* _To do_:
Each line of the data below that contains "StatsAggregator" must be copied.

* _Entries shown_:
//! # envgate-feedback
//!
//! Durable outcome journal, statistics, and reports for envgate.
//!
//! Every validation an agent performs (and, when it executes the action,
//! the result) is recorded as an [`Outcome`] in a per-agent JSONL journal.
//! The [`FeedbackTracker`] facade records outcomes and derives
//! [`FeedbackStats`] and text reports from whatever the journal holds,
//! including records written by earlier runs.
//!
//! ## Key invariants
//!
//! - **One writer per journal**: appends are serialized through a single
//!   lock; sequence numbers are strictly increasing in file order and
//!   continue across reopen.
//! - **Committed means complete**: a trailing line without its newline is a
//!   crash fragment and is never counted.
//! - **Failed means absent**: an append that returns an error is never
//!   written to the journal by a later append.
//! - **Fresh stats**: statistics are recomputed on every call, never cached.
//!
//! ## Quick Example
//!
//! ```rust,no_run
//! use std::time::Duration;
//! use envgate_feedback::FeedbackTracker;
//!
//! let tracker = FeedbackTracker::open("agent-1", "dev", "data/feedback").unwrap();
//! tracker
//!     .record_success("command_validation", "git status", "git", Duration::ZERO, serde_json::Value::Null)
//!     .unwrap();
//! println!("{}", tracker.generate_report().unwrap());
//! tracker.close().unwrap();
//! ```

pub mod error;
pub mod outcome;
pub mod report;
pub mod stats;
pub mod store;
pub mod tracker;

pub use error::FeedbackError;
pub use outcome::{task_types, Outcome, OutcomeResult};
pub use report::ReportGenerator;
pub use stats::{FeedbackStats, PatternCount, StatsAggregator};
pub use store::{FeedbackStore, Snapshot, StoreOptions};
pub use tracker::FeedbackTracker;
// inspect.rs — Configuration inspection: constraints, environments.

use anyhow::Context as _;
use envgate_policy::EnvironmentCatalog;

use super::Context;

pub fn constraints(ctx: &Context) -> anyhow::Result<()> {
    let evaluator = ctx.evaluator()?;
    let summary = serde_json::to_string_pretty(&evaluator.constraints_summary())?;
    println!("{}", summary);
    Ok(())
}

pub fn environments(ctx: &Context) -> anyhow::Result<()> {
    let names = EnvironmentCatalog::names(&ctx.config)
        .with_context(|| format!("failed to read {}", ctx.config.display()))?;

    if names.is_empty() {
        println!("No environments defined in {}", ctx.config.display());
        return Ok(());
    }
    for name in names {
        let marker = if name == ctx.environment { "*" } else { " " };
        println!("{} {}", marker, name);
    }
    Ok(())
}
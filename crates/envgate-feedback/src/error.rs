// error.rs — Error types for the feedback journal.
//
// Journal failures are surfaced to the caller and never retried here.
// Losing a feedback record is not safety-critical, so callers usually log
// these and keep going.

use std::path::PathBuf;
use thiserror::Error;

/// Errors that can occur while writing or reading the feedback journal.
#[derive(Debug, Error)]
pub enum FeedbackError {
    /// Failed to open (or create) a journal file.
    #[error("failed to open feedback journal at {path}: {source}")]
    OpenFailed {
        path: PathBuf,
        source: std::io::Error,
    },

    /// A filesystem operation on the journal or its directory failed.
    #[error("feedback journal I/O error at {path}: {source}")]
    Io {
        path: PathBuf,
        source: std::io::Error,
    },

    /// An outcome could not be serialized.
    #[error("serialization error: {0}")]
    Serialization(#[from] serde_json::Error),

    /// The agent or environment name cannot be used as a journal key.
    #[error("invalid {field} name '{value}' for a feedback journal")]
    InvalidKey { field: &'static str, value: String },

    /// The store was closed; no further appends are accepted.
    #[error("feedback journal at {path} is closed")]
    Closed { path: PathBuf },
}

* * *

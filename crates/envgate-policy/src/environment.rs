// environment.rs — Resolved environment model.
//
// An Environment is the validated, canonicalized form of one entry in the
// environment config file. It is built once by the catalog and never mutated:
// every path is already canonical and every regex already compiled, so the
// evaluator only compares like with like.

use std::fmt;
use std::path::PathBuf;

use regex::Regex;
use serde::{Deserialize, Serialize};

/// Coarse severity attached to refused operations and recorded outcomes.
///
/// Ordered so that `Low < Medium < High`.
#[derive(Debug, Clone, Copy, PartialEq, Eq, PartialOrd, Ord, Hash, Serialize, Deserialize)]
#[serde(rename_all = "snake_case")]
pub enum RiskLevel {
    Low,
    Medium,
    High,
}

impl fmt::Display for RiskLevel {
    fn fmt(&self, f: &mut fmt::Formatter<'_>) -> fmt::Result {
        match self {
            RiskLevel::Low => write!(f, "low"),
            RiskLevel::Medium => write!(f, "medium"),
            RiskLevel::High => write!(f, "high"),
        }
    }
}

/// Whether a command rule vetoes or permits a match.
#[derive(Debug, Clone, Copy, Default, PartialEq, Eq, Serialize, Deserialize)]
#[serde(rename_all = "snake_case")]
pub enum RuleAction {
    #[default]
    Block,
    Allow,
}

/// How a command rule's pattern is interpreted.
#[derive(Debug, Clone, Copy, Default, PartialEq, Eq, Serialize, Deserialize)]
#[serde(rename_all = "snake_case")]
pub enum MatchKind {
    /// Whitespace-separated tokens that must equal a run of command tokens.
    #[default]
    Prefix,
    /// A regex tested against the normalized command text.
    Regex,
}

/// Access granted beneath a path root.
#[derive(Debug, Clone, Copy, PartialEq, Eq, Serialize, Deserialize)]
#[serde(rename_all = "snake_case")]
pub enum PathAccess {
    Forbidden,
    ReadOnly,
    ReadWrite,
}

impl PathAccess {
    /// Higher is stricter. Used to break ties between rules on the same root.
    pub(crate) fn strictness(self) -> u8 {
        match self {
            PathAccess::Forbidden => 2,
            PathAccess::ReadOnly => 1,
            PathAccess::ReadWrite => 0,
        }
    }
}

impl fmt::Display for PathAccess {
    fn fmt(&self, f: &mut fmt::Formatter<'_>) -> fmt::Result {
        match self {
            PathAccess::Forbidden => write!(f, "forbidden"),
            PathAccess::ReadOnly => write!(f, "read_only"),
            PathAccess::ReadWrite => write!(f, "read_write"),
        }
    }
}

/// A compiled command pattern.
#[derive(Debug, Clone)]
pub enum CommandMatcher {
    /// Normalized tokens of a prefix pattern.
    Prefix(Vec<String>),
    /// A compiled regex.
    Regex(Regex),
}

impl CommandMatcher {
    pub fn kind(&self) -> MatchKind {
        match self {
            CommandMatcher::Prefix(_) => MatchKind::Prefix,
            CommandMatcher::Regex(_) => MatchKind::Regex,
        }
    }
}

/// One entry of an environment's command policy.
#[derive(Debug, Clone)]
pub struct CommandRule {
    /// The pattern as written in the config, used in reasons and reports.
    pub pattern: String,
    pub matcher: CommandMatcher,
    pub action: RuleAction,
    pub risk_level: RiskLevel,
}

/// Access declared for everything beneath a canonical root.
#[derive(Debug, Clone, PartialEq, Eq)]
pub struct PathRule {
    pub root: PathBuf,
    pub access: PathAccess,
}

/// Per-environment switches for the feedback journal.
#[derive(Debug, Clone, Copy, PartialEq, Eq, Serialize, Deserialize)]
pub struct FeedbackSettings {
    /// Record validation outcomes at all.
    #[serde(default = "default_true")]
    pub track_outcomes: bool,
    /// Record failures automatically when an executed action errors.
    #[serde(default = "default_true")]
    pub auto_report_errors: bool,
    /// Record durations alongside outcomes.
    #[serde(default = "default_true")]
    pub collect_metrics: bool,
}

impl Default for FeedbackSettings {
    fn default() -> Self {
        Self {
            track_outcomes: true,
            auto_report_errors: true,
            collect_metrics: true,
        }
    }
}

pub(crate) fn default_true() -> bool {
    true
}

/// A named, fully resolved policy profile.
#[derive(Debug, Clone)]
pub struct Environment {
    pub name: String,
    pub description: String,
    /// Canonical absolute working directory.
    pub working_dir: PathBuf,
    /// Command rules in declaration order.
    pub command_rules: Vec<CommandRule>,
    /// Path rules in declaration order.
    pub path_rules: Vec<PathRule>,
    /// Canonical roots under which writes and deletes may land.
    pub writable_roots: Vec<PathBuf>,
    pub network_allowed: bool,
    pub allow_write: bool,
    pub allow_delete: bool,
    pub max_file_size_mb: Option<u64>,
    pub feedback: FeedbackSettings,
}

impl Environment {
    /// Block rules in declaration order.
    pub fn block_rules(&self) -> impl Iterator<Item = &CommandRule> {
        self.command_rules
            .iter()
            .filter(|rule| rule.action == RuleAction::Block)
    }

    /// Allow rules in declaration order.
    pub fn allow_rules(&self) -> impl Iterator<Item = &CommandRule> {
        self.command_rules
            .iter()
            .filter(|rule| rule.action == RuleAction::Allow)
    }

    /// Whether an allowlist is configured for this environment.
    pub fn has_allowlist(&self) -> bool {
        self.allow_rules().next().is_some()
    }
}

--

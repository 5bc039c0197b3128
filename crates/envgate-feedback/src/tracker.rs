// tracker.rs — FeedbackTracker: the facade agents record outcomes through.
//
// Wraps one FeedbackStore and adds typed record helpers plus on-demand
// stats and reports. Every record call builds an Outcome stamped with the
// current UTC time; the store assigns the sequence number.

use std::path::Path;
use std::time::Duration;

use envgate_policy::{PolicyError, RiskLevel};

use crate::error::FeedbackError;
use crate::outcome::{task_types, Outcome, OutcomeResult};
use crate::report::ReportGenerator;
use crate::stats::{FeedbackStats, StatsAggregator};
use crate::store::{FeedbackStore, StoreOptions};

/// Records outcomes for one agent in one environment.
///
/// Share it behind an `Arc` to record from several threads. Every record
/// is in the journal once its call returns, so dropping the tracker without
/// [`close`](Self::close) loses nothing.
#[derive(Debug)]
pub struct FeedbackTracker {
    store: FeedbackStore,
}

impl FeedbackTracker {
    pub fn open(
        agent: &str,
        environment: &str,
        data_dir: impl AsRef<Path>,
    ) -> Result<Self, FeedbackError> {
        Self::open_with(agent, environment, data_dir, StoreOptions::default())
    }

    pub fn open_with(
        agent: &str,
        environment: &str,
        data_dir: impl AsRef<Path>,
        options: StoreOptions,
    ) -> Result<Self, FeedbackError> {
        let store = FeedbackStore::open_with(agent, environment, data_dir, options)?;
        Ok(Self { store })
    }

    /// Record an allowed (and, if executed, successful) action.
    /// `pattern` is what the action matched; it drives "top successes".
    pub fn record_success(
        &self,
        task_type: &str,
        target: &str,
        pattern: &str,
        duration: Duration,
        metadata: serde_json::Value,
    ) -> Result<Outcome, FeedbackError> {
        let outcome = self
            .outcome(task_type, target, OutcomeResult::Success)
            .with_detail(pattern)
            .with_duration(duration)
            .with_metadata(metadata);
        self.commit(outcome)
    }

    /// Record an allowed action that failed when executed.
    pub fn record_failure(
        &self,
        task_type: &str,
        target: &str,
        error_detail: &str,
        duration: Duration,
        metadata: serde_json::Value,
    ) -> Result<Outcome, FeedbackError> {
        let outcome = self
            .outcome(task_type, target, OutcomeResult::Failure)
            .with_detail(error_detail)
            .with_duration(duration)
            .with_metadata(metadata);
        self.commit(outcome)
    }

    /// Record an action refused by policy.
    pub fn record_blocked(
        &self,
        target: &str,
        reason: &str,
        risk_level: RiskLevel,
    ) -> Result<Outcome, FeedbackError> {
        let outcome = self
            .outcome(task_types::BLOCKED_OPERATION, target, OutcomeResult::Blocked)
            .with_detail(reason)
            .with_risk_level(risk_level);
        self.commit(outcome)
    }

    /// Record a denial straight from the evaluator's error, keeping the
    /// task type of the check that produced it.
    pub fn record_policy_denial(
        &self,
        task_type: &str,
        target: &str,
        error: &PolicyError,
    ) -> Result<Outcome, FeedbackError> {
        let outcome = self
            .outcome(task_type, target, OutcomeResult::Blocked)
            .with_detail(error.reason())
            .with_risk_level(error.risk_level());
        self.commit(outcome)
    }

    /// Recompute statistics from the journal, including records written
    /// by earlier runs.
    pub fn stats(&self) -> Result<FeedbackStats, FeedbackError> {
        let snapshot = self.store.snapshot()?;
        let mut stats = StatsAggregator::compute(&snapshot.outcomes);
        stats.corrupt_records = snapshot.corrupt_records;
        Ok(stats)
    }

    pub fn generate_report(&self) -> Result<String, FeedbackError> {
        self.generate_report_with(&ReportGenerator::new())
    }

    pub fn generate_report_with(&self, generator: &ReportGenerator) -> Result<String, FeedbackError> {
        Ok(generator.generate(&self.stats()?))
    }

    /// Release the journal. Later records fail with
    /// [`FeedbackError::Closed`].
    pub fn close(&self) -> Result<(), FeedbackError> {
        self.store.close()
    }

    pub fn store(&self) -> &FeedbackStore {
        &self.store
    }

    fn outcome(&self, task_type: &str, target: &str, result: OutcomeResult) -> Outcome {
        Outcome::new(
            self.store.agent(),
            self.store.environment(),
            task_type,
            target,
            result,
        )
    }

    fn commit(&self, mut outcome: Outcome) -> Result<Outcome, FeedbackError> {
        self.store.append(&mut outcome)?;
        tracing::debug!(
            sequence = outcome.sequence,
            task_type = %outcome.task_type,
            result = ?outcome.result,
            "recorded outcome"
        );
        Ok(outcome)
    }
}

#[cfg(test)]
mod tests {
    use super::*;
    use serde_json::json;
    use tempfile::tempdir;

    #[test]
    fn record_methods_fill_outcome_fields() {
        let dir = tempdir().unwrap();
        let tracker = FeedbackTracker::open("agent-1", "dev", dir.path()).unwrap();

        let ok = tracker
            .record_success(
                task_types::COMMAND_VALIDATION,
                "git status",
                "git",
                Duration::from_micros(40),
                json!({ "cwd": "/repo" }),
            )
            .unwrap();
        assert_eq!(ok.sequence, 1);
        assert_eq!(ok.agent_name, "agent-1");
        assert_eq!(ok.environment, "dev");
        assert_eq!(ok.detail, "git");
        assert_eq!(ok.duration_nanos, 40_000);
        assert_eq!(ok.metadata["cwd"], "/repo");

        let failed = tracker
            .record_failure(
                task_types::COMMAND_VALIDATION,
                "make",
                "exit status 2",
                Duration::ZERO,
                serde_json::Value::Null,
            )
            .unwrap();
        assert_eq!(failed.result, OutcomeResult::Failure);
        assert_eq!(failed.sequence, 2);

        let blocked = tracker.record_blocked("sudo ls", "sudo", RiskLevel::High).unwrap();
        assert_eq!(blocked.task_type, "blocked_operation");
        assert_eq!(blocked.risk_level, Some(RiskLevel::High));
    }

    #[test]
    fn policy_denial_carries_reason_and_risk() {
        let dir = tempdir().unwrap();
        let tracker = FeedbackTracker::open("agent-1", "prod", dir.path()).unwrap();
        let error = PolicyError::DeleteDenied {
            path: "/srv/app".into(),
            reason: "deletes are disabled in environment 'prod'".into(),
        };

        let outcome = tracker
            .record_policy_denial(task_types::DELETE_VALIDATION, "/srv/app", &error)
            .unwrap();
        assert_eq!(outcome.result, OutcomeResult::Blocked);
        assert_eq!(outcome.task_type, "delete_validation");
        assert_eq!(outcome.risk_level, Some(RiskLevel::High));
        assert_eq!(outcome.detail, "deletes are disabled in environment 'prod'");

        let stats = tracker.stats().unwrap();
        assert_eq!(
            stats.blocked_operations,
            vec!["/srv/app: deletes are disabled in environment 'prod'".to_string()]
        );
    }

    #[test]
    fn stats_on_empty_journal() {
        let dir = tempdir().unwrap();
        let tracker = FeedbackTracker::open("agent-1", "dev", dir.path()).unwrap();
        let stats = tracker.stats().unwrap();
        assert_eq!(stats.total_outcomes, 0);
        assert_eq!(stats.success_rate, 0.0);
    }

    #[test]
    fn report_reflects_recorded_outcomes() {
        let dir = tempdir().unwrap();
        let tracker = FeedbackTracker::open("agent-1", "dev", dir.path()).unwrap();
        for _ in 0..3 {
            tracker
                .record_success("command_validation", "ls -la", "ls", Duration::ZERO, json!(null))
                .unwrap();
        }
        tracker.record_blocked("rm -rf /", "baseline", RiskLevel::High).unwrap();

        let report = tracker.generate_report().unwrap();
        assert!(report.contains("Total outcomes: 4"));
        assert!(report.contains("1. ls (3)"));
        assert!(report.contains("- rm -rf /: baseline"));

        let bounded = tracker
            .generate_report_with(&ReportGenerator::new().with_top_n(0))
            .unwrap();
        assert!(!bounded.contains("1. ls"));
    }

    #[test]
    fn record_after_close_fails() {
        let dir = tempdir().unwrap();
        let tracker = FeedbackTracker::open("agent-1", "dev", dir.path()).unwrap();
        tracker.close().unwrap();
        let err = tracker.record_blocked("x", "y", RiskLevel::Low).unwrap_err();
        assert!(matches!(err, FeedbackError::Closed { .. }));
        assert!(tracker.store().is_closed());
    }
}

* _Reply_:
pub use stats::{FeedbackStats, PatternCount, StatsAggregator};
use crate::stats::{FeedbackStats, StatsAggregator};
        let mut stats = StatsAggregator::compute(&snapshot.outcomes);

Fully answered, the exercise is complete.